Prompt: Search the data below for the word "Serialize" and report how many lines contain it, with no added words.

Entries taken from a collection
******************************

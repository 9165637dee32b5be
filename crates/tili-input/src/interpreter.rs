//! Voice command interpretation
//!
//! Utterances are lowercased and stripped of punctuation. Keywords match
//! anywhere in the text, inside longer words too ("reading" reads). Rules are
//! tried in a fixed order and the first match wins:
//!
//! 1. "go to" / "navigate to" / "open" plus a section
//! 2. an utterance that is exactly a section name
//! 3. "click" / "activate" / "press"
//! 4. "next" / "forward", "previous" / "back"
//! 5. "where am i" / "where" / "location"
//! 6. "what can i do" / "help" / "commands"
//! 7. "read" / "describe"
//! 8. "logout" / "sign out" / "exit"
//! 9. anything else is an error
//!
//! Logout takes two utterances: rule 8 (or a navigation to the logout
//! section) arms a confirmation, and only an immediately following
//! "confirm logout" produces [`Action::Logout`].

use crate::command::{Action, Command};
use crate::section::Section;

/// Page state the interpreter needs
#[derive(Debug, Clone, Default, PartialEq, Eq)]
pub struct InterpretContext {
    /// Name of the current page
    pub current_location: String,
    /// Whether an element holds focus
    pub has_focus: bool,
}

impl InterpretContext {
    /// Create context
    #[must_use]
    pub fn new(current_location: impl Into<String>, has_focus: bool) -> Self {
        Self {
            current_location: current_location.into(),
            has_focus,
        }
    }
}

const NAVIGATION_PHRASES: &[&str] = &["go to", "navigate to", "open"];
const ACTIVATE_PHRASES: &[&str] = &["click", "activate", "press"];
const NEXT_PHRASES: &[&str] = &["next", "forward"];
const PREVIOUS_PHRASES: &[&str] = &["previous", "back"];
const LOCATION_PHRASES: &[&str] = &["where am i", "where", "location"];
const HELP_PHRASES: &[&str] = &["what can i do", "help", "commands"];
const READ_PHRASES: &[&str] = &["read", "describe"];
const LOGOUT_PHRASES: &[&str] = &["logout", "sign out", "exit"];
const CONFIRM_LOGOUT: &str = "confirm logout";

/// Spoken list of commands
pub const HELP_MESSAGE: &str = "Available commands: say a section name like Dashboard, Projects, \
Documents, Meetings or Settings to navigate. Say next or previous to move between elements, \
click to activate the focused element, read to hear the page content, where am I to hear your \
location, and logout to sign out.";

/// Stateful interpreter; holds the pending logout confirmation
#[derive(Debug, Clone, Default)]
pub struct CommandInterpreter {
    pending_logout: bool,
}

impl CommandInterpreter {
    /// Create interpreter with no pending confirmation
    #[inline]
    #[must_use]
    pub fn new() -> Self {
        Self::default()
    }

    /// Whether a logout confirmation is armed
    #[inline]
    #[must_use]
    pub fn is_logout_pending(&self) -> bool {
        self.pending_logout
    }

    /// Interpret one final utterance
    pub fn interpret(&mut self, utterance: &str, context: &InterpretContext) -> Command {
        let text = normalize(utterance);
        let was_pending = std::mem::take(&mut self.pending_logout);

        if was_pending && text.contains(CONFIRM_LOGOUT) {
            return Command::new(Action::Logout).with_message("Logging out.");
        }
        if was_pending {
            tracing::debug!("logout confirmation disarmed");
        }

        let command = match_rules(&text, context);
        if command.action == Action::LogoutConfirm {
            self.pending_logout = true;
        }
        command
    }
}

fn match_rules(text: &str, context: &InterpretContext) -> Command {
    // 1
    if contains_any(text, NAVIGATION_PHRASES) {
        return match Section::mentioned_in(text) {
            Some(section) => navigate_or_confirm(section),
            None => Command::error(format!(
                "I did not understand which section to open. Valid sections are {}.",
                Section::spoken_list()
            )),
        };
    }

    // 2
    if let Some(section) = Section::from_name(text) {
        return navigate_or_confirm(section);
    }

    // 3
    if contains_any(text, ACTIVATE_PHRASES) {
        return if context.has_focus {
            Command::new(Action::Activate)
        } else {
            Command::error(
                "Nothing is focused. Say \"next\" to move to an element, or say a section name.",
            )
        };
    }

    // 4
    if contains_any(text, NEXT_PHRASES) {
        return Command::new(Action::Next);
    }
    if contains_any(text, PREVIOUS_PHRASES) {
        return Command::new(Action::Previous);
    }

    // 5
    if contains_any(text, LOCATION_PHRASES) {
        let location = if context.current_location.is_empty() {
            "current"
        } else {
            context.current_location.as_str()
        };
        return Command::new(Action::AnnounceLocation)
            .with_message(format!("You are on the {location} page."));
    }

    // 6
    if contains_any(text, HELP_PHRASES) {
        return Command::new(Action::Help).with_message(HELP_MESSAGE);
    }

    // 7
    if contains_any(text, READ_PHRASES) {
        return Command::new(Action::Read);
    }

    // 8
    if contains_any(text, LOGOUT_PHRASES) {
        return logout_confirm();
    }

    // 9
    Command::error(
        "Command not recognized. Say \"help\" to hear available commands, or say a section name.",
    )
}

fn navigate_or_confirm(section: Section) -> Command {
    if section == Section::Logout {
        logout_confirm()
    } else {
        Command::navigate(section)
    }
}

fn logout_confirm() -> Command {
    Command::new(Action::LogoutConfirm)
        .with_message("Are you sure you want to log out? Say \"confirm logout\" to continue.")
}

/// Lowercase text with punctuation dropped and whitespace collapsed
fn normalize(utterance: &str) -> String {
    let cleaned: String = utterance
        .chars()
        .map(|c| {
            if c.is_alphanumeric() || c == '\'' {
                c
            } else {
                ' '
            }
        })
        .collect();
    cleaned
        .split_whitespace()
        .collect::<Vec<_>>()
        .join(" ")
        .to_lowercase()
}

fn contains_any(text: &str, phrases: &[&str]) -> bool {
    phrases.iter().any(|p| text.contains(p))
}
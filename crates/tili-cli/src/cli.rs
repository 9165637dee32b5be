//! Argument parsing and dispatch

use crate::commands;
use anyhow::{Context, Result};
use clap::{value_parser, Arg, ArgAction, ArgMatches, Command};
use std::path::PathBuf;
use tili_prefs::TiliSettings;

fn json_flag() -> Arg {
    Arg::new("json")
        .long("json")
        .action(ArgAction::SetTrue)
        .help("Output as JSON")
}

fn need_arg() -> Arg {
    Arg::new("need")
        .long("need")
        .short('n')
        .action(ArgAction::Append)
        .help("Accessibility need id (repeatable)")
}

/// Command-line definition
#[must_use]
pub fn build_cli() -> Command {
    Command::new("tili-a11y")
        .version(tili_prefs::VERSION)
        .about("TILI accessibility engine: needs, preferences and voice navigation")
        .subcommand_required(true)
        .arg_required_else_help(true)
        .arg(
            Arg::new("config")
                .long("config")
                .short('c')
                .global(true)
                .value_parser(value_parser!(PathBuf))
                .help("TOML settings file"),
        )
        .arg(
            Arg::new("storage-dir")
                .long("storage-dir")
                .global(true)
                .value_parser(value_parser!(PathBuf))
                .help("Directory holding stored preferences"),
        )
        .arg(
            Arg::new("log-json")
                .long("log-json")
                .global(true)
                .action(ArgAction::SetTrue)
                .help("Emit logs as JSON"),
        )
        .subcommand(
            Command::new("needs")
                .about("List the accessibility needs catalog")
                .arg(json_flag()),
        )
        .subcommand(
            Command::new("resolve")
                .about("Show the configuration a selection of needs produces")
                .arg(need_arg())
                .arg(json_flag()),
        )
        .subcommand(
            Command::new("show")
                .about("Show the stored configuration")
                .arg(json_flag()),
        )
        .subcommand(
            Command::new("set")
                .about("Set one stored configuration field")
                .arg(Arg::new("flag").required(true).help("Field name, e.g. fontSize"))
                .arg(Arg::new("value").required(true).help("New value")),
        )
        .subcommand(
            Command::new("setup")
                .about("Complete first-time setup with a selection of needs")
                .arg(need_arg().required(true)),
        )
        .subcommand(
            Command::new("interpret")
                .about("Interpret voice commands and print them as JSON")
                .arg(
                    Arg::new("utterance")
                        .required(true)
                        .num_args(1..)
                        .help("Utterances, interpreted in order"),
                )
                .arg(
                    Arg::new("location")
                        .long("location")
                        .default_value("dashboard")
                        .help("Current page name"),
                )
                .arg(
                    Arg::new("focused")
                        .long("focused")
                        .action(ArgAction::SetTrue)
                        .help("An element holds focus"),
                ),
        )
        .subcommand(
            Command::new("simulate")
                .about("Run utterances through voice navigation on a scripted site")
                .arg(need_arg())
                .arg(
                    Arg::new("utterance")
                        .required(true)
                        .num_args(1..)
                        .help("Utterances, spoken in order"),
                ),
        )
}

/// Settings from `--config` with `--storage-dir` applied
///
/// # Errors
/// Unreadable or invalid settings file.
pub fn load_settings(matches: &ArgMatches) -> Result<TiliSettings> {
    let mut settings = match matches.get_one::<PathBuf>("config") {
        Some(path) => TiliSettings::load(path)
            .with_context(|| format!("failed to load settings from {}", path.display()))?,
        None => TiliSettings::default(),
    };
    if let Some(dir) = matches.get_one::<PathBuf>("storage-dir") {
        settings = settings.with_storage_dir(dir);
    }
    Ok(settings)
}

fn strings(args: &ArgMatches, id: &str) -> Vec<String> {
    args.get_many::<String>(id)
        .map(|values| values.cloned().collect())
        .unwrap_or_default()
}

/// Run the selected subcommand and return its output
///
/// # Errors
/// Whatever the subcommand reports.
pub fn dispatch(matches: &ArgMatches) -> Result<String> {
    let settings = load_settings(matches)?;

    match matches.subcommand() {
        Some(("needs", args)) => commands::needs(args.get_flag("json")),
        Some(("resolve", args)) => commands::resolve(&strings(args, "need"), args.get_flag("json")),
        Some(("show", args)) => commands::show(&settings, args.get_flag("json")),
        Some(("set", args)) => {
            let flag = args.get_one::<String>("flag").context("missing flag")?;
            let value = args.get_one::<String>("value").context("missing value")?;
            commands::set(&settings, flag, value)
        }
        Some(("setup", args)) => commands::setup(&settings, &strings(args, "need")),
        Some(("interpret", args)) => {
            let location = args
                .get_one::<String>("location")
                .map_or("dashboard", String::as_str);
            commands::interpret(&strings(args, "utterance"), location, args.get_flag("focused"))
        }
        Some(("simulate", args)) => Ok(commands::simulate(
            &settings,
            &strings(args, "need"),
            &strings(args, "utterance"),
        )),
        Some((other, _)) => anyhow::bail!("unknown command '{other}'"),
        None => anyhow::bail!("no command given"),
    }
}
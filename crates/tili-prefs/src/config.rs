//! Accessibility configuration record
//!
//! [`Configuration`] is a flat, named record. Every field has a [`Flag`] name
//! and a typed [`Value`], which is how the needs catalog, the resolver and the
//! store address individual settings.

use crate::error::PrefsError;
use indexmap::IndexSet;
use serde::{Deserialize, Serialize};
use std::borrow::Cow;
use std::fmt;
use std::str::FromStr;

/// Identifier of an accessibility need (e.g. `cant-see`)
#[derive(Debug, Clone, PartialEq, Eq, PartialOrd, Ord, Hash, Serialize, Deserialize)]
#[serde(transparent)]
pub struct NeedId(String);

impl NeedId {
    /// Create need id from any string
    #[inline]
    #[must_use]
    pub fn new(id: impl Into<String>) -> Self {
        Self(id.into())
    }

    /// Borrow as string slice
    #[inline]
    #[must_use]
    pub fn as_str(&self) -> &str {
        &self.0
    }
}

impl From<&str> for NeedId {
    fn from(id: &str) -> Self {
        Self(id.to_string())
    }
}

impl From<String> for NeedId {
    fn from(id: String) -> Self {
        Self(id)
    }
}

impl AsRef<str> for NeedId {
    fn as_ref(&self) -> &str {
        &self.0
    }
}

impl fmt::Display for NeedId {
    fn fmt(&self, f: &mut fmt::Formatter<'_>) -> fmt::Result {
        f.write_str(&self.0)
    }
}

/// Text size preset
#[derive(Debug, Clone, Copy, PartialEq, Eq, Hash, Default, Serialize, Deserialize)]
#[serde(rename_all = "lowercase")]
pub enum FontSize {
    /// Small text
    Small,
    /// Default text size
    #[default]
    Medium,
    /// Large text
    Large,
    /// Extra large text
    XLarge,
}

impl FontSize {
    /// Attribute value used on the document root
    #[must_use]
    pub fn as_str(self) -> &'static str {
        match self {
            Self::Small => "small",
            Self::Medium => "medium",
            Self::Large => "large",
            Self::XLarge => "xlarge",
        }
    }

    /// Next larger preset, saturating at `XLarge`
    #[must_use]
    pub fn larger(self) -> Self {
        match self {
            Self::Small => Self::Medium,
            Self::Medium => Self::Large,
            Self::Large | Self::XLarge => Self::XLarge,
        }
    }

    /// Next smaller preset, saturating at `Small`
    #[must_use]
    pub fn smaller(self) -> Self {
        match self {
            Self::Small | Self::Medium => Self::Small,
            Self::Large => Self::Medium,
            Self::XLarge => Self::Large,
        }
    }
}

impl FromStr for FontSize {
    type Err = PrefsError;

    fn from_str(s: &str) -> Result<Self, Self::Err> {
        match s.trim().to_ascii_lowercase().as_str() {
            "small" => Ok(Self::Small),
            "medium" => Ok(Self::Medium),
            "large" => Ok(Self::Large),
            "xlarge" => Ok(Self::XLarge),
            other => Err(PrefsError::InvalidValue {
                flag: Flag::FontSize,
                reason: format!("unknown font size '{other}'"),
            }),
        }
    }
}

/// Contrast mode
#[derive(Debug, Clone, Copy, PartialEq, Eq, Hash, Default, Serialize, Deserialize)]
#[serde(rename_all = "lowercase")]
pub enum Contrast {
    /// Regular palette
    #[default]
    Normal,
    /// High contrast palette
    High,
}

impl Contrast {
    /// Attribute value used on the document root
    #[must_use]
    pub fn as_str(self) -> &'static str {
        match self {
            Self::Normal => "normal",
            Self::High => "high",
        }
    }

    /// The other mode
    #[must_use]
    pub fn toggled(self) -> Self {
        match self {
            Self::Normal => Self::High,
            Self::High => Self::Normal,
        }
    }
}

impl FromStr for Contrast {
    type Err = PrefsError;

    fn from_str(s: &str) -> Result<Self, Self::Err> {
        match s.trim().to_ascii_lowercase().as_str() {
            "normal" => Ok(Self::Normal),
            "high" => Ok(Self::High),
            other => Err(PrefsError::InvalidValue {
                flag: Flag::Contrast,
                reason: format!("unknown contrast '{other}'"),
            }),
        }
    }
}
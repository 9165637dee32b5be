//! Needs resolution
//!
//! Maps a selection of need ids to a complete [`Configuration`]:
//! 1. Start from the reset baseline (every derived flag at its default)
//! 2. Fold each selected need's `enables` then `sets`, in catalog order
//! 3. Apply pairwise [`CombinationRule`]s, in table order
//!
//! Catalog order makes the result independent of selection order. When
//! three or more needs overlap, later rules win.

use crate::catalog::{AccessibilityNeed, CombinationRule, COMBINATION_RULES, NEEDS};
use crate::config::{Configuration, Flag, NeedId, Value};
use indexmap::IndexSet;

/// Pure resolver over a needs table and a rules table
#[derive(Debug, Clone, Copy)]
pub struct NeedsResolver {
    needs: &'static [AccessibilityNeed],
    rules: &'static [CombinationRule],
}

impl Default for NeedsResolver {
    fn default() -> Self {
        Self::new(NEEDS, COMBINATION_RULES)
    }
}

impl NeedsResolver {
    /// Create resolver over custom tables
    #[inline]
    #[must_use]
    pub fn new(needs: &'static [AccessibilityNeed], rules: &'static [CombinationRule]) -> Self {
        Self { needs, rules }
    }

    /// The reset baseline for `current`
    ///
    /// Derived flags take their defaults; caller-owned fields
    /// (`language`, `hasConfigured`, `showWelcome`) are kept.
    #[must_use]
    pub fn baseline(current: &Configuration) -> Configuration {
        let mut base = Configuration::default();
        base.carry_caller_fields(current);
        base
    }

    /// Resolve `selected` against `current`
    ///
    /// Unknown ids are dropped (and logged); duplicates collapse to their
    /// first occurrence. An empty selection yields the baseline.
    #[must_use]
    pub fn resolve<I, S>(&self, selected: I, current: &Configuration) -> Configuration
    where
        I: IntoIterator<Item = S>,
        S: AsRef<str>,
    {
        let mut chosen: IndexSet<NeedId> = IndexSet::new();
        for id in selected {
            let id = id.as_ref().trim();
            if self.needs.iter().any(|need| need.id == id) {
                chosen.insert(NeedId::from(id));
            } else {
                tracing::warn!(need = id, "ignoring unknown accessibility need");
            }
        }

        let mut config = Self::baseline(current);

        for need in self.needs {
            if chosen.iter().any(|id| id.as_str() == need.id) {
                apply_need(&mut config, need);
            }
        }

        let ids = chosen.iter().map(NeedId::as_str);
        for rule in self.rules {
            if rule.applies(ids.clone()) {
                tracing::debug!(a = rule.needs.0, b = rule.needs.1, "combination rule applied");
                apply_effects(&mut config, rule.effects);
            }
        }

        config.accessibility_needs = chosen;
        config
    }
}

/// Resolve with the built-in catalog
#[inline]
#[must_use]
pub fn resolve<I, S>(selected: I, current: &Configuration) -> Configuration
where
    I: IntoIterator<Item = S>,
    S: AsRef<str>,
{
    NeedsResolver::default().resolve(selected, current)
}

fn apply_need(config: &mut Configuration, need: &AccessibilityNeed) {
    for &flag in need.enables {
        set_checked(config, flag, Value::Bool(true));
    }
    apply_effects(config, need.sets);
}

fn apply_effects(config: &mut Configuration, effects: &[(Flag, Value)]) {
    for (flag, value) in effects {
        set_checked(config, *flag, value.clone());
    }
}

fn set_checked(config: &mut Configuration, flag: Flag, value: Value) {
    // Catalog tables are checked by unit tests; a bad entry is skipped, not fatal.
    if let Err(e) = config.set(flag, value) {
        tracing::error!(%flag, error = %e, "invalid catalog effect");
    }
}

#[cfg(test)]
mod tests {
    use super::*;
    use crate::config::FontSize;
    use pretty_assertions::assert_eq;

    #[test]
    fn empty_selection_is_baseline() {
        let current = Configuration::default();
        let empty: [&str; 0] = [];
        assert_eq!(resolve(empty, &current), NeedsResolver::baseline(&current));
    }

    #[test]
    fn cant_see_scenario() {
        let config = resolve(["cant-see"], &Configuration::default());
        assert!(config.voice_navigation);
        assert!(config.descriptive_audio);
        assert!(config.keyboard_navigation);
        assert_eq!(config.font_size, FontSize::Large);
        assert!(!config.has_configured);
    }

    #[test]
    fn removing_need_clears_its_flags() {
        let first = resolve(["cant-use-hands"], &Configuration::default());
        assert!(first.voice_navigation);

        let second = resolve(["cant-hear"], &first);
        assert!(!second.voice_navigation);
        assert!(!second.voice_input);
        assert!(!second.auto_save);
    }

    #[test]
    fn selection_order_does_not_matter() {
        let a = resolve(["cant-hear", "cant-see"], &Configuration::default());
        let b = resolve(["cant-see", "cant-hear"], &Configuration::default());
        assert!(a.haptic_feedback && a.voice_input);
        assert!(b.haptic_feedback && b.voice_input);

        // Only the stored selection order differs
        let mut b_reordered = b.clone();
        b_reordered.accessibility_needs = a.accessibility_needs.clone();
        assert_eq!(a, b_reordered);
    }

    #[test]
    fn hearing_and_hands_rule_silences_audio() {
        let config = resolve(["cant-use-hands", "cant-hear"], &Configuration::default());
        assert!(config.voice_input);
        assert!(config.visual_confirmations);
        assert!(!config.audio_feedback);
        assert!(config.spatial_guidance);
    }

    #[test]
    fn blind_and_mute_rule_enables_keyboard() {
        let config = resolve(["cant-speak", "cant-see"], &Configuration::default());
        assert!(config.keyboard_shortcuts);
        assert!(config.descriptive_audio);
        assert!(config.spatial_guidance);
        assert!(!config.voice_navigation);
    }

    #[test]
    fn triple_overlap_is_deterministic() {
        let needs = ["cant-hear", "cant-see", "cant-use-hands"];
        let config = resolve(needs, &Configuration::default());
        // Second rule runs after the first and turns audio feedback off.
        assert!(!config.audio_feedback);
        assert!(config.haptic_feedback);
        assert!(config.voice_input);
        assert_eq!(config, resolve(needs, &config));
    }

    #[test]
    fn unknown_and_duplicate_ids_are_normalised() {
        let config = resolve(
            ["cant-see", "cant-fly", "cant-see"],
            &Configuration::default(),
        );
        let ids: Vec<&str> = config.accessibility_needs.iter().map(NeedId::as_str).collect();
        assert_eq!(ids, vec!["cant-see"]);
    }

    #[test]
    fn caller_fields_survive_resolution() {
        let mut current = Configuration::default();
        current.language = "fr".to_string();
        current.has_configured = true;
        current.show_welcome = false;

        let config = resolve(["low-vision"], &current);
        assert_eq!(config.language, "fr");
        assert!(config.has_configured);
        assert!(!config.show_welcome);
    }
}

******************************

Written solution: 4